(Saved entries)
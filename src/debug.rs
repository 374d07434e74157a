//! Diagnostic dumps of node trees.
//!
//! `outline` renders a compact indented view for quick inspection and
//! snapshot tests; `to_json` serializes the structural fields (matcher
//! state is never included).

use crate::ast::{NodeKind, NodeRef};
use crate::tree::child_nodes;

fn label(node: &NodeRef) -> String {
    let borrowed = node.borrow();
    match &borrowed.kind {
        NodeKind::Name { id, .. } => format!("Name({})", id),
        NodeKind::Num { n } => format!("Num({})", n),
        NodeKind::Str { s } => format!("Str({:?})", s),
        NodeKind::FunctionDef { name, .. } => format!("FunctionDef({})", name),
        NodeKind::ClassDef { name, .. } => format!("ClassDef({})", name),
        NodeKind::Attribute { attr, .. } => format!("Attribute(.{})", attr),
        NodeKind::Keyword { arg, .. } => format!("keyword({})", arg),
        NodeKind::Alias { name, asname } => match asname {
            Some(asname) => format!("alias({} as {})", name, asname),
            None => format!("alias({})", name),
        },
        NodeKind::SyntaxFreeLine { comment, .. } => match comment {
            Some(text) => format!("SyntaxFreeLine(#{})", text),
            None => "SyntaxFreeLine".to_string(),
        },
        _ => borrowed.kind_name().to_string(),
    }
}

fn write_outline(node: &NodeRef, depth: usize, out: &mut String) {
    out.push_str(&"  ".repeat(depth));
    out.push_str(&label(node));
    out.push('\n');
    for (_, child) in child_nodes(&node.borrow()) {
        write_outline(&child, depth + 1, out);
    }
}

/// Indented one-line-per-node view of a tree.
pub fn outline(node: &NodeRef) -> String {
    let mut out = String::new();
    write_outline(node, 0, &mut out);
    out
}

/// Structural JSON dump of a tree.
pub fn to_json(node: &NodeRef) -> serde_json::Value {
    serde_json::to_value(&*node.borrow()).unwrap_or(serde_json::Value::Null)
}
...
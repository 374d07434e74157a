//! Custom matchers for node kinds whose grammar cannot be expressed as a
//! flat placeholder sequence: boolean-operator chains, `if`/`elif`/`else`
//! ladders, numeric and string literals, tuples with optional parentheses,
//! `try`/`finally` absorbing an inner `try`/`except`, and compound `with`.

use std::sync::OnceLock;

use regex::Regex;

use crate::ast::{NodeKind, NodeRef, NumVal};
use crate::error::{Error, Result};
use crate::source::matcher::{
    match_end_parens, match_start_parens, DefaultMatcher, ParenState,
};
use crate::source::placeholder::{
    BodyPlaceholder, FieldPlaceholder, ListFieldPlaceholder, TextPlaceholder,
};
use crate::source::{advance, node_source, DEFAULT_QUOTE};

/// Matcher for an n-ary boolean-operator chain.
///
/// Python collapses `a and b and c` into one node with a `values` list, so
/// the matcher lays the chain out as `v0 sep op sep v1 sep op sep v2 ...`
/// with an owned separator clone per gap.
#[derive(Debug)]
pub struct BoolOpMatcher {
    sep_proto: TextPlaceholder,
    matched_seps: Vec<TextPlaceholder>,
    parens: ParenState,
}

• [The problem] Only the lines above starting at the line that holds "of node trees." and ending at the line that holds "dump of a tree." are to be repeated, exactly and in full.

• [Problem solution]
//! Diagnostic dumps of node trees.
//!
//! `outline` renders a compact indented view for quick inspection and
//! snapshot tests; `to_json` serializes the structural fields (matcher
//! state is never included).

use crate::ast::{NodeKind, NodeRef};
use crate::tree::child_nodes;

fn label(node: &NodeRef) -> String {
    let borrowed = node.borrow();
    match &borrowed.kind {
        NodeKind::Name { id, .. } => format!("Name({})", id),
        NodeKind::Num { n } => format!("Num({})", n),
        NodeKind::Str { s } => format!("Str({:?})", s),
        NodeKind::FunctionDef { name, .. } => format!("FunctionDef({})", name),
        NodeKind::ClassDef { name, .. } => format!("ClassDef({})", name),
        NodeKind::Attribute { attr, .. } => format!("Attribute(.{})", attr),
        NodeKind::Keyword { arg, .. } => format!("keyword({})", arg),
        NodeKind::Alias { name, asname } => match asname {
            Some(asname) => format!("alias({} as {})", name, asname),
            None => format!("alias({})", name),
        },
        NodeKind::SyntaxFreeLine { comment, .. } => match comment {
            Some(text) => format!("SyntaxFreeLine(#{})", text),
            None => "SyntaxFreeLine".to_string(),
        },
        _ => borrowed.kind_name().to_string(),
    }
}

fn write_outline(node: &NodeRef, depth: usize, out: &mut String) {
    out.push_str(&"  ".repeat(depth));
    out.push_str(&label(node));
    out.push('\n');
    for (_, child) in child_nodes(&node.borrow()) {
        write_outline(&child, depth + 1, out);
    }
}

/// Indented one-line-per-node view of a tree.
pub fn outline(node: &NodeRef) -> String {
    let mut out = String::new();
    write_outline(node, 0, &mut out);
    out
}

/// Structural JSON dump of a tree.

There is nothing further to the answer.